Introduction

What is The New Yorker? I know it’s a great magazine and that it’s a tremendous source of pleasure in my life. But what exactly is it? This blog’s premise is that The New Yorker is a work of art, as worthy of comment and analysis as, say, Keats’s “Ode on a Grecian Urn.” Each week I review one or more aspects of the magazine’s latest issue. I suppose it’s possible to describe and analyze an entire issue, but I prefer to keep my reviews brief, and so I usually focus on just one or two pieces, to explore in each the signature style of its author. A piece by Nick Paumgarten is not like a piece by Jill Lepore, and neither is like a piece by Ian Frazier. One could not mistake Collins for Seabrook, or Bilger for Goldfield, or Mogelson for Kolbert. Each has found a style, and it is that style that I respond to as I read, and want to understand and describe.

Monday, June 8, 2020

June 1, 2020 Issue


I saw Michael Winterbottom’s latest Trip movie, The Trip to Greece, last week on iTunes. I enjoyed it immensely. Anthony Lane reviews it in this week’s New Yorker. He says, “The feast of banter, consumed amid the groves and harbors of the ancient gods, is topped with a fresh sprinkling of testiness.” That “feast of banter” perfectly describes not only The Trip to Greece, but also the other three movies in the series – The Trip (2010), The Trip to Italy (2014), and The Trip to Spain (2017).
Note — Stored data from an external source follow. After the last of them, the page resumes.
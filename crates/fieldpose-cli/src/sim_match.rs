//! Headless simulated match: a swerve robot laps the blue reef while the
//! estimator tracks it from drifting odometry and simulated cameras.

use std::sync::Arc;
use std::sync::atomic::{AtomicBool, Ordering};
use std::time::Duration;

use fieldpose_hal::{SharedSimCamera, SimDrive};
use fieldpose_perception::registry::FieldTarget;
use fieldpose_runtime::{DriveLoop, MonotonicClock};
use fieldpose_types::{Pose2d, PoseError, Rotation2d, Translation2d};
use parking_lot::Mutex;

// ─────────────────────────────────────────────────────────────────────────────
// Options and results
// ─────────────────────────────────────────────────────────────────────────────

#[derive(Debug, Clone)]
pub struct MatchOptions {
    /// Match length in seconds.
    pub duration: f64,
    pub tick: Duration,
    /// Cameras render a frame every this many ticks.
    pub camera_every: usize,
    /// A track line is reported every this many ticks.
    pub report_every: usize,
    /// Pace ticks against the wall clock instead of simulated time.
    pub realtime: bool,
    /// Run odometry on its own thread; implies `realtime`.
    pub background_odometry: bool,
}

impl Default for MatchOptions {
    fn default() -> Self {
        Self {
            duration: 15.0,
            tick: Duration::from_millis(20),
            camera_every: 3,
            report_every: 25,
            realtime: false,
            background_odometry: false,
        }
    }
}

/// One row of the printed pose track.
#[derive(Debug, Clone)]
pub struct TrackLine {
    pub time: f64,
    pub estimate: Pose2d,
    pub truth: Pose2d,
    pub visible: Vec<FieldTarget>,
    pub aim: Option<Pose2d>,
}

impl TrackLine {
    pub fn error(&self) -> f64 {
        self.estimate.translation.distance(self.truth.translation)
    }
}

#[derive(Debug, Clone)]
pub struct MatchSummary {
    pub ticks: usize,
    pub corrections_applied: usize,
    pub estimate: Pose2d,
    pub truth: Pose2d,
    pub interrupted: bool,
}

impl MatchSummary {
    pub fn error(&self) -> f64 {
        self.estimate.translation.distance(self.truth.translation)
    }
}

// ─────────────────────────────────────────────────────────────────────────────
// Waypoint follower
// ─────────────────────────────────────────────────────────────────────────────

/// Proportional follower over a closed loop of field points, holding a
/// fixed heading.
pub struct Waypoints {
    points: Vec<Translation2d>,
    index: usize,
    max_speed: f64,
    heading: Rotation2d,
}

const ARRIVAL_RADIUS: f64 = 0.15;
const TRANSLATION_GAIN: f64 = 2.0;
const HEADING_GAIN: f64 = 2.0;

impl Waypoints {
    pub fn new(points: Vec<Translation2d>, max_speed: f64) -> Self {
        Self {
            points,
            index: 0,
            max_speed,
            heading: Rotation2d::zero(),
        }
    }

    /// A lap around the blue reef, about 2.3 m out.
    pub fn reef_lap(max_speed: f64) -> Self {
        Self::new(
            vec![
                Translation2d::new(2.0, 4.026),
                Translation2d::new(3.0, 6.3),
                Translation2d::new(6.0, 6.3),
                Translation2d::new(7.0, 4.026),
                Translation2d::new(6.0, 1.75),
                Translation2d::new(3.0, 1.75),
            ],
            max_speed,
        )
    }

    pub fn start(&self) -> Pose2d {
        let origin = self.points.first().copied().unwrap_or_else(Translation2d::zero);
        Pose2d {
            translation: origin,
            rotation: self.heading,
        }
    }

    pub fn current(&self) -> Option<Translation2d> {
        self.points.get(self.index).copied()
    }

    /// Field-relative translation (m/s) and rotation (rad/s) toward the
    /// current waypoint.  Arriving advances to the next one, wrapping.
    pub fn command(&mut self, pose: Pose2d) -> (Translation2d, f64) {
        let Some(mut goal) = self.current() else {
            return (Translation2d::zero(), 0.0);
        };
        if goal.distance(pose.translation) < ARRIVAL_RADIUS {
            self.index = (self.index + 1) % self.points.len();
            goal = self.points[self.index];
        }
        let error = goal.minus(pose.translation);
        let mut velocity = error.scale(TRANSLATION_GAIN);
        if velocity.norm() > self.max_speed {
            velocity = velocity.scale(self.max_speed / velocity.norm());
        }
        let omega = HEADING_GAIN * pose.heading().delta_to(self.heading);
        (velocity, omega)
    }
}

// ─────────────────────────────────────────────────────────────────────────────
// Match loop
// ─────────────────────────────────────────────────────────────────────────────

/// Drive the lap until `duration` elapses or `shutdown` is raised.
///
/// Camera frames are rendered from ground truth after a tick and consumed
/// on the next, so every correction arrives one tick late.
pub fn run(
    robot: &mut DriveLoop,
    sim: &Arc<Mutex<SimDrive>>,
    cameras: &[SharedSimCamera],
    waypoints: &mut Waypoints,
    opts: &MatchOptions,
    shutdown: &AtomicBool,
    mut on_track: impl FnMut(&TrackLine),
) -> Result<MatchSummary, PoseError> {
    let dt = opts.tick.as_secs_f64();
    let total = (opts.duration / dt).round() as usize;
    let realtime = opts.realtime || opts.background_odometry;
    let clock = MonotonicClock::new();

    let start = waypoints.start();
    robot.reset_pose(clock_time(realtime, &clock, 0.0), start)?;
    if opts.background_odometry {
        robot.start_background_odometry(opts.tick / 2, clock);
    }

    let mut last = clock_time(realtime, &clock, 0.0);
    let mut applied = 0;
    let mut ticks = 0;
    let mut interrupted = false;

    for tick in 1..=total {
        if shutdown.load(Ordering::SeqCst) {
            interrupted = true;
            break;
        }
        if realtime {
            std::thread::sleep(opts.tick);
        }
        let now = clock_time(realtime, &clock, tick as f64 * dt);
        sim.lock().step(now - last);
        last = now;

        let report = robot.on_tick(now)?;
        applied += report.corrections_applied;
        ticks = tick;

        let (velocity, omega) = waypoints.command(report.pose);
        robot.drive(velocity, omega, true)?;

        let truth = sim.lock().true_pose();
        if opts.camera_every > 0 && tick % opts.camera_every == 0 {
            let layout = robot.vision().registry().layout();
            for camera in cameras {
                camera.render(truth, now, layout);
            }
        }
        if opts.report_every > 0 && tick % opts.report_every == 0 {
            on_track(&TrackLine {
                time: now,
                estimate: report.pose,
                truth,
                visible: robot.vision().visible_targets(),
                aim: robot.aim_at_nearest(),
            });
        }
    }

    robot.halt()?;
    robot.stop_background_odometry();

    Ok(MatchSummary {
        ticks,
        corrections_applied: applied,
        estimate: robot.pose(),
        truth: sim.lock().true_pose(),
        interrupted,
    })
}

fn clock_time(realtime: bool, clock: &MonotonicClock, simulated: f64) -> f64 {
    if realtime { clock.now() } else { simulated }
}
Watching Steve Coogan and Rob Bryden’s dazzling impersonation duels is addictive. Lane’s wit is pretty sharp, too. He says of The Trip to Greece,

In one respect, “The Trip to Greece” is unlike any of its predecessors. Rather than saying to yourself, “Mmm, those shrimp look good,” you now think, “These guys are dining in restaurants—you know, those old pre-pandemic joints. With other non-family members sitting nearby!” To see Coogan and Brydon being waited upon by unmasked servers, who carry the plates with bare hands, is to yearn for the touchstones of a mythical past. As one kindly waitress inquires, in a lull between courses, “Do you want to continue?” Yes, if we can. Forever.